A plan by Prime Minister Justin Trudeau’s federal government to tax the advertising revenues of non-Canadian tech giants and other companies – which could spark a major trade war and make accessing the internet more expensive – seems to be off the table, at least for now.  

According to Canadian law professor Dr. Michael Geist, the Trudeau government seems to have “quietly backed down from its plans to implement a new Digital Services Tax (DST) as of January 2024.” 

In its 2019 election party platform, the Trudeau Liberals had promised to impose a three percent so-called DST, which could have brought in an estimated $7.2 billion, but at the expense of tech giants that all provide services to Canadians.  

In October, the head of the Canadian Taxpayers Federation (CTF) Franco Terrazzano said the “feds need to stop dreaming up new taxes and new ways to make life more expensive.” 

“Prime Minister Justin Trudeau should be doing everything he can to make life more affordable, but this Digital Services Tax will mean higher prices for ordinary Canadians,” he noted.  

The CTF noted that when France introduced a similar tax against tech giants such as Google, Facebook, Amazon, and other large online sites, it caused everything to get more expensive in the country.  

“An economic impact assessment of the French digital services tax shows that about 55% of the total tax burden will be passed on to consumers, 40% to online vendors and only 5% borne by the digital companies targeted by the new tax,” noted the CTF. 

Geist said that after months of the Trudeau government insisting a DST would be incoming next year, the government has removed that “implementation deadline” in their recent Fall Economic Statement. 

When news first broke of the tax in late 2019, many U.S. Senators and Representatives signed letters asking the Canadian government to delay implementing a DST, which they warned would have created disastrous consequences.  

Canadian Finance Minister Chrystia Freeland had been insisting up until recently a DST would be coming.

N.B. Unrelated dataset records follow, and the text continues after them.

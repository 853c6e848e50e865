//! Error types for the streamchat domain.
//!
//! Uses `thiserror` for ergonomic error definitions.
//! Each bounded context has its own error enum. Note that a full ingestion
//! queue and a stale event are policy outcomes, not errors, so neither
//! appears here.

use thiserror::Error;

/// The top-level error type for all streamchat operations.
#[derive(Debug, Error)]
pub enum Error {
    // --- Text-generation service errors ---
    #[error("Provider error: {0}")]
    Provider(#[from] ProviderError),

    // --- Platform connector errors ---
    #[error("Channel error: {0}")]
    Channel(#[from] ChannelError),

    // --- Command table errors ---
    #[error("Command error: {0}")]
    Command(#[from] CommandError),

    // --- Configuration errors ---
    #[error("Configuration error: {message}")]
    Config { message: String },

    // --- Serialization ---
    #[error("Serialization error: {0}")]
    Serialization(#[from] serde_json::Error),

    // --- Generic ---
    #[error("Internal error: {0}")]
    Internal(String),
}

/// Result type alias using our Error.
pub type Result<T> = std::result::Result<T, Error>;

// --- Bounded context errors ---

/// Typed failures from the external text-generation service.
#[derive(Debug, Clone, Error)]
pub enum ProviderError {
    #[error("API request failed: {message} (status: {status_code})")]
    ApiError { status_code: u16, message: String },

    #[error("Rate limited by provider, retry after {retry_after_secs}s")]
    RateLimited { retry_after_secs: u64 },

    #[error("Authentication failed: {0}")]
    AuthenticationFailed(String),

    #[error("Provider not configured: {0}")]
    NotConfigured(String),

    #[error("Request timed out: {0}")]
    Timeout(String),

    #[error("Network error: {0}")]
    Network(String),

    #[error("Empty completion from provider")]
    EmptyCompletion,
}

impl ProviderError {
    /// Whether a single bounded retry may help.
    ///
    /// Server-side and transport failures are retryable; credentials and
    /// configuration problems are not, and neither is a 4xx other than 429.
    pub fn is_retryable(&self) -> bool {
        match self {
            Self::RateLimited { .. } | Self::Timeout(_) | Self::Network(_) => true,
            Self::ApiError { status_code, .. } => *status_code >= 500,
            Self::AuthenticationFailed(_) | Self::NotConfigured(_) | Self::EmptyCompletion => {
                false
            }
        }
    }
}

#[derive(Debug, Error)]
pub enum ChannelError {
    #[error("Channel not configured: {0}")]
    NotConfigured(String),

    #[error("Message delivery failed to {channel}: {reason}")]
    DeliveryFailed { channel: String, reason: String },

    #[error("Channel connection lost: {0}")]
    ConnectionLost(String),

    #[error("Invalid inbound payload: {0}")]
    InvalidPayload(String),
}

/// Errors raised while building the command table. These only occur at
/// startup; the table is read-only afterwards.
#[derive(Debug, Clone, PartialEq, Eq, Error)]
pub enum CommandError {
    #[error("Duplicate command trigger: {0}")]
    DuplicateTrigger(String),

    #[error("Invalid command trigger '{trigger}': {reason}")]
    InvalidTrigger { trigger: String, reason: String },
}
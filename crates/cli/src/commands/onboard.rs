//! `streamchat onboard`: First-time setup.

use streamchat_config::AppConfig;

pub async fn run() -> Result<(), Box<dyn std::error::Error>> {
    let config_dir = AppConfig::config_dir();
    let config_path = config_dir.join("config.toml");

    println!("streamchat: First-Time Setup");
    println!("=============================\n");

    if !config_dir.exists() {
        std::fs::create_dir_all(&config_dir)?;
        println!("✅ Created config directory: {}", config_dir.display());
    } else {
        println!("  Config directory exists: {}", config_dir.display());
    }

    if config_path.exists() {
        println!("\n⚠️  Config already exists at: {}", config_path.display());
        println!("   Edit it manually or delete and re-run onboard.\n");
        return Ok(());
    }

    std::fs::write(&config_path, AppConfig::default_toml())?;
    println!("✅ Created config.toml at: {}", config_path.display());
    println!("\n📝 Next steps:");
    println!("   1. Set bot_username to your bot's chat name");
    println!("   2. Add an api_key (or export STREAMCHAT_API_KEY)");
    println!("   3. Run: streamchat run\n");

    Ok(())
}
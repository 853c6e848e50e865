//! Conversation history entries and outbound messages.
//!
//! Viewer says something → it becomes a [`ContextEntry`] → the pipeline
//! produces at most one [`OutboundMessage`] → the connector sends it.

use chrono::{DateTime, Utc};
use serde::{Deserialize, Serialize};
use uuid::Uuid;

/// Who authored a context entry.
#[derive(Debug, Clone, Copy, PartialEq, Eq, Serialize, Deserialize)]
#[serde(rename_all = "lowercase")]
pub enum EntryRole {
    Viewer,
    Bot,
}

/// One turn in a channel's conversation. Never mutated after it is appended.
#[derive(Debug, Clone, PartialEq, Serialize, Deserialize)]
pub struct ContextEntry {
    pub role: EntryRole,

    /// Display name of the speaker
    pub author: String,

    pub text: String,

    pub timestamp: DateTime<Utc>,
}

impl ContextEntry {
    /// Create a viewer entry.
    pub fn viewer(author: impl Into<String>, text: impl Into<String>) -> Self {
        Self {
            role: EntryRole::Viewer,
            author: author.into(),
            text: text.into(),
            timestamp: Utc::now(),
        }
    }

    /// Create a bot entry.
    pub fn bot(author: impl Into<String>, text: impl Into<String>) -> Self {
        Self {
            role: EntryRole::Bot,
            author: author.into(),
            text: text.into(),
            timestamp: Utc::now(),
        }
    }
}

/// Where an outbound message came from.
#[derive(Debug, Clone, Copy, PartialEq, Eq, Serialize, Deserialize)]
#[serde(rename_all = "snake_case")]
pub enum Provenance {
    /// Result (or denial) of a registered command
    Command,
    /// Completion from the text-generation service
    Generated,
    /// Fixed reaction to a follow, subscription or raid
    TemplatedEvent,
}

impl std::fmt::Display for Provenance {
    fn fmt(&self, f: &mut std::fmt::Formatter<'_>) -> std::fmt::Result {
        let s = match self {
            Self::Command => "command",
            Self::Generated => "generated",
            Self::TemplatedEvent => "templated_event",
        };
        f.write_str(s)
    }
}

/// A message ready to be handed back to the platform connector.
#[derive(Debug, Clone, Serialize, Deserialize)]
pub struct OutboundMessage {
    pub id: String,

    /// Target chat channel
    pub channel: String,

    pub text: String,

    pub provenance: Provenance,

    /// Sequence number of the event this answers
    pub in_reply_to: u64,

    pub created_at: DateTime<Utc>,
}

impl OutboundMessage {
    pub fn new(
        channel: impl Into<String>,
        text: impl Into<String>,
        provenance: Provenance,
        in_reply_to: u64,
    ) -> Self {
        Self {
            id: Uuid::new_v4().to_string(),
            channel: channel.into(),
            text: text.into(),
            provenance,
            in_reply_to,
            created_at: Utc::now(),
        }
    }
}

In the summer 2023, she said, “Two years ago, we agreed to pause the implementation of our own Digital Services Tax (DST), in order to give time and space for negotiations on Pillar One. But we were clear that Canada would need to move forward with our own DST as of January 1, 2024, if the treaty to implement Pillar One has not come into force.” 

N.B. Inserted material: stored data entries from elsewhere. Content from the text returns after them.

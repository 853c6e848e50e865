//! Response generator: turns a channel's history into a provider request and
//! a completion back into a chat-sized reply. Also renders the fixed
//! reactions to follows, subscriptions and raids.

use std::sync::Arc;

use streamchat_config::{AppConfig, TemplateConfig};
use streamchat_core::{
    ChatEvent, ContextEntry, EntryRole, EventKind, PromptMessage, Provider, ProviderError,
    ProviderRequest,
};
use tracing::debug;

const ELLIPSIS: &str = "...";

pub struct ResponseGenerator {
    provider: Arc<dyn Provider>,
    model: String,
    temperature: f32,
    max_tokens: u32,
    history_limit: usize,
    max_reply_chars: usize,
    persona: String,
    templates: TemplateConfig,
}

impl ResponseGenerator {
    pub fn from_config(provider: Arc<dyn Provider>, config: &AppConfig) -> Self {
        let generation = &config.generation;
        let model = config
            .providers
            .get(&generation.provider)
            .and_then(|p| p.default_model.clone())
            .filter(|_| generation.model.is_empty())
            .unwrap_or_else(|| generation.model.clone());

        Self {
            provider,
            model,
            temperature: generation.temperature,
            max_tokens: generation.max_tokens,
            history_limit: generation.history_limit,
            max_reply_chars: generation.max_reply_chars,
            persona: generation.persona.clone(),
            templates: config.templates.clone(),
        }
    }

    pub fn provider_name(&self) -> &str {
        self.provider.name()
    }

    /// Build the prompt for `event` from a snapshot of its channel.
    ///
    /// The snapshot usually holds `event` itself, possibly followed by chat
    /// that arrived while the reply was waiting its turn. The event's own line
    /// is left out of the history block since the instruction repeats it.
    pub fn build_request(&self, history: &[ContextEntry], event: &ChatEvent) -> ProviderRequest {
        let own = history.iter().rposition(|e| {
            e.role == EntryRole::Viewer && e.author == event.author_name && e.text == event.text
        });
        let history: Vec<&ContextEntry> = history
            .iter()
            .enumerate()
            .filter(|(i, _)| Some(*i) != own)
            .map(|(_, e)| e)
            .collect();
        let start = history.len().saturating_sub(self.history_limit);
        let recent = &history[start..];

        let mut prompt = String::new();
        if !recent.is_empty() {
            prompt.push_str("Recent chat:\n");
            for entry in recent {
                prompt.push_str(&entry.author);
                prompt.push_str(": ");
                prompt.push_str(&entry.text);
                prompt.push('\n');
            }
            prompt.push('\n');
        }
        prompt.push_str(&format!(
            "Respond to {} who said: {}",
            event.author_name, event.text
        ));

        ProviderRequest {
            model: self.model.clone(),
            messages: vec![PromptMessage::system(&self.persona), PromptMessage::user(prompt)],
            temperature: self.temperature,
            max_tokens: Some(self.max_tokens),
            stop: Vec::new(),
        }
    }

    /// One provider call. Blank completions come back as
    /// [`ProviderError::EmptyCompletion`].
    pub async fn generate(&self, request: ProviderRequest) -> Result<String, ProviderError> {
        let response = self.provider.complete(request).await?;
        if let Some(usage) = &response.usage {
            debug!(
                provider = %self.provider.name(),
                total_tokens = usage.total_tokens,
                "Completion received"
            );
        }
        let reply = self.post_process(&response.text);
        if reply.is_empty() {
            return Err(ProviderError::EmptyCompletion);
        }
        Ok(reply)
    }

    /// Trim, drop one pair of wrapping quotes, cap the length.
    pub fn post_process(&self, raw: &str) -> String {
        let mut text = raw.trim();
        for (open, close) in [('"', '"'), ('\'', '\''), ('\u{201c}', '\u{201d}')] {
            if text.chars().count() >= 2 && text.starts_with(open) && text.ends_with(close) {
                text = text[open.len_utf8()..text.len() - close.len_utf8()].trim();
                break;
            }
        }

        if text.chars().count() <= self.max_reply_chars {
            return text.to_string();
        }
        let keep = self.max_reply_chars.saturating_sub(ELLIPSIS.len());
        let mut cut: String = text.chars().take(keep).collect();
        cut.truncate(cut.trim_end().len());
        cut.push_str(ELLIPSIS);
        cut
    }

    /// Fixed reaction for follows, subscriptions and raids. `None` for any
    /// other kind, or when the template is blank.
    pub fn template_reaction(&self, event: &ChatEvent) -> Option<String> {
        let template = match event.kind {
            EventKind::Follow => &self.templates.follow,
            EventKind::Subscription => &self.templates.subscription,
            EventKind::Raid => &self.templates.raid,
            EventKind::Message | EventKind::CommandInvocation => return None,
        };
        let rendered = render_template(template, event);
        (!rendered.trim().is_empty()).then_some(rendered)
    }
}

fn metadata_number(event: &ChatEvent, key: &str) -> Option<u64> {
    let value = event.metadata.get(key)?;
    value
        .as_u64()
        .or_else(|| value.as_str().and_then(|s| s.trim().parse().ok()))
}

/// Fill `{user}`, `{channel}`, `{months}` and `{viewers}`.
pub fn render_template(template: &str, event: &ChatEvent) -> String {
    let months = metadata_number(event, "months").unwrap_or(1).to_string();
    let viewers = metadata_number(event, "viewers")
        .map(|v| v.to_string())
        .unwrap_or_else(|| "some".into());

    template
        .replace("{user}", &event.author_name)
        .replace("{channel}", &event.channel)
        .replace("{months}", &months)
        .replace("{viewers}", &viewers)
}

#[cfg(test)]
mod tests {
    use super::*;
    use async_trait::async_trait;
    use streamchat_core::{PromptRole, ProviderResponse};

    struct Canned(&'static str);

    #[async_trait]
    impl Provider for Canned {
        fn name(&self) -> &str {
            "canned"
        }

        async fn complete(&self, _: ProviderRequest) -> Result<ProviderResponse, ProviderError> {
            Ok(ProviderResponse {
                text: self.0.into(),
                usage: None,
                model: "m".into(),
            })
        }
    }

    fn generator(reply: &'static str) -> ResponseGenerator {
        let mut config = AppConfig::default();
        config.generation.history_limit = 2;
        config.generation.max_reply_chars = 20;
        config.generation.persona = "be nice".into();
        ResponseGenerator::from_config(Arc::new(Canned(reply)), &config)
    }

    #[test]
    fn prompt_has_persona_history_and_instruction() {
        let g = generator("");
        let history = vec![
            ContextEntry::viewer("old", "too old"),
            ContextEntry::viewer("bob", "first"),
            ContextEntry::bot("bot", "second"),
            ContextEntry::viewer("alice", "what's up?"),
        ];
        let event = ChatEvent::message("#c", "alice", "what's up?");
        let req = g.build_request(&history, &event);

        assert_eq!(req.messages.len(), 2);
        assert_eq!(req.messages[0].role, PromptRole::System);
        assert_eq!(req.messages[0].content, "be nice");
        let user = &req.messages[1].content;
        assert!(!user.contains("too old"));
        assert!(user.contains("bob: first\nbot: second\n"));
        assert!(user.ends_with("Respond to alice who said: what's up?"));
        assert_eq!(user.matches("what's up?").count(), 1);
        assert_eq!(req.max_tokens, Some(150));
    }

    #[test]
    fn own_line_is_dropped_even_when_not_last() {
        let g = generator("");
        let history = vec![
            ContextEntry::viewer("alice", "hello"),
            ContextEntry::viewer("bob", "later line"),
        ];
        let event = ChatEvent::message("#c", "alice", "hello");
        let user = g.build_request(&history, &event).messages[1].content.clone();
        assert_eq!(
            user,
            "Recent chat:\nbob: later line\n\nRespond to alice who said: hello"
        );
    }

    #[test]
    fn prompt_without_history() {
        let g = generator("");
        let event = ChatEvent::message("#c", "alice", "hi");
        let req = g.build_request(&[], &event);
        assert_eq!(req.messages[1].content, "Respond to alice who said: hi");
    }

    #[test]
    fn post_process_strips_quotes_and_truncates() {
        let g = generator("");
        assert_eq!(g.post_process("  \"hello\"  "), "hello");
        assert_eq!(g.post_process("'single'"), "single");
        assert_eq!(g.post_process("\"unbalanced"), "\"unbalanced");
        assert_eq!(g.post_process("'tis the season"), "'tis the season");
        assert_eq!(g.post_process("rock and roll'"), "rock and roll'");
        assert_eq!(g.post_process("\""), "\"");

        let long = g.post_process("this reply is much longer than twenty chars");
        assert!(long.ends_with("..."));
        assert!(long.chars().count() <= 20);
    }

    #[tokio::test]
    async fn blank_completion_is_an_error() {
        let g = generator("   \"\"  ");
        let req = g.build_request(&[], &ChatEvent::message("#c", "a", "x"));
        assert!(matches!(g.generate(req).await, Err(ProviderError::EmptyCompletion)));
    }

    #[tokio::test]
    async fn generate_returns_cleaned_text() {
        let g = generator("\"sure thing\"");
        let req = g.build_request(&[], &ChatEvent::message("#c", "a", "x"));
        assert_eq!(g.generate(req).await.unwrap(), "sure thing");
    }

    #[test]
    fn templates_render_placeholders() {
        let g = generator("");
        let raid = g.template_reaction(&ChatEvent::raid("#c", "Raider", 42)).unwrap();
        assert!(raid.contains("Raider"));
        assert!(raid.contains("42 viewers"));

        let sub = g
            .template_reaction(&ChatEvent::subscription("#c", "Fan", 6))
            .unwrap();
        assert!(sub.contains("6 months"));

        let follow = g.template_reaction(&ChatEvent::follow("#c", "Newbie")).unwrap();
        assert!(follow.contains("Newbie"));

        assert!(g.template_reaction(&ChatEvent::message("#c", "a", "hi")).is_none());
    }

    #[test]
    fn template_defaults_for_missing_metadata() {
        let event = ChatEvent::new(EventKind::Subscription, "#c", "Fan", "");
        assert_eq!(render_template("{user} {months} {channel}", &event), "Fan 1 #c");
        let raid = ChatEvent::new(EventKind::Raid, "#c", "R", "").with_metadata("viewers", "17");
        assert_eq!(render_template("{viewers}", &raid), "17");
    }
}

Even earlier this month Freeland seemed “cautiously optimistic” a deal could be reached between Canada and the U.S. for a DST. 

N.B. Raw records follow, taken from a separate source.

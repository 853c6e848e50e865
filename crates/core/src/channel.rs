//! Channel trait: the abstraction over streaming-platform connectors.
//!
//! A Channel owns the platform session (sockets, credentials, reconnects) and
//! exposes two things to the core: a stream of inbound [`ChatEvent`]s and a
//! `send` interface for finished [`OutboundMessage`]s. The core never opens
//! connections to the platform itself.

use async_trait::async_trait;
use tokio::sync::mpsc;

use crate::error::ChannelError;
use crate::event::ChatEvent;
use crate::message::OutboundMessage;

/// The core Channel trait.
#[async_trait]
pub trait Channel: Send + Sync {
    /// Human-readable connector name (e.g., "console", "twitch").
    fn name(&self) -> &str;

    /// Start reading from the platform.
    ///
    /// Returns a receiver that yields inbound events. The read loop runs in
    /// its own task so it is never stalled by downstream processing.
    async fn start(
        &self,
    ) -> Result<mpsc::Receiver<Result<ChatEvent, ChannelError>>, ChannelError>;

    /// Send a message to the chat channel it targets.
    async fn send(&self, message: &OutboundMessage) -> Result<(), ChannelError>;

    /// Stop the connector gracefully.
    async fn stop(&self) -> Result<(), ChannelError> {
        Ok(())
    }

    /// Health check: is the connector connected and operational?
    async fn health_check(&self) -> Result<bool, ChannelError> {
        Ok(true)
    }
}

/// Destination for outbound messages produced by the pipeline.
#[async_trait]
pub trait OutboundSink: Send + Sync {
    async fn deliver(&self, message: OutboundMessage) -> Result<(), ChannelError>;
}

#[async_trait]
impl OutboundSink for mpsc::Sender<OutboundMessage> {
    async fn deliver(&self, message: OutboundMessage) -> Result<(), ChannelError> {
        let channel = message.channel.clone();
        self.send(message)
            .await
            .map_err(|e| ChannelError::DeliveryFailed {
                channel,
                reason: e.to_string(),
            })
    }
}

#[cfg(test)]
mod tests {
    use super::*;
    use crate::message::Provenance;

    #[tokio::test]
    async fn mpsc_sender_is_a_sink() {
        let (tx, mut rx) = mpsc::channel(4);
        tx.deliver(OutboundMessage::new("#chan", "hello", Provenance::Command, 7))
            .await
            .unwrap();
        let got = rx.recv().await.unwrap();
        assert_eq!(got.text, "hello");
        assert_eq!(got.in_reply_to, 7);
    }

    #[tokio::test]
    async fn closed_sender_reports_delivery_failure() {
        let (tx, rx) = mpsc::channel::<OutboundMessage>(1);
        drop(rx);
        let err = tx
            .deliver(OutboundMessage::new("#chan", "x", Provenance::Generated, 1))
            .await
            .unwrap_err();
        assert!(matches!(err, ChannelError::DeliveryFailed { .. }));
    }
}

Geist noted that it now “appears that the optimism came from a decision to simply remove the January 1, 2024 start date,” to implement the tax and move it down the road to a later date. 

As noted in the Trudeau Liberals Fall Economic Statement, “In order to protect Canada’s national economic interest, the government intends to move ahead with its longstanding plan for legislation to enact a Digital Services Tax in Canada and ensure that businesses pay their fair share of taxes and that Canada is not at a disadvantage relative to other countries.” 

“Forthcoming legislation would allow the government to determine the entry-into-force date of the new Digital Services Tax, as Canada continues conversations with its international partners.” 

Geist noted that the delay in implementing a DST means that it “buys time for a potential international agreement on implementing a global approach to the issue and should relieve some of the external pressure.” 

Putting in place DST now would create ‘significant risks’ 

As it stands now, the Trudeau Liberals have already pushed forth bills that will regulate the internet. This includes the federal government’s censorship Bill C-11, the Online Streaming Act, which has been blasted by many as allowing the government more control of free speech through potential new draconian web regulations. 

Another Trudeau internet censorship law, Bill C-18, the Online News Act, became law in June 2023 despite warnings that it will end free speech in Canada. This new law forces social media companies to pay Canadian legacy media for news content shared on their platforms. 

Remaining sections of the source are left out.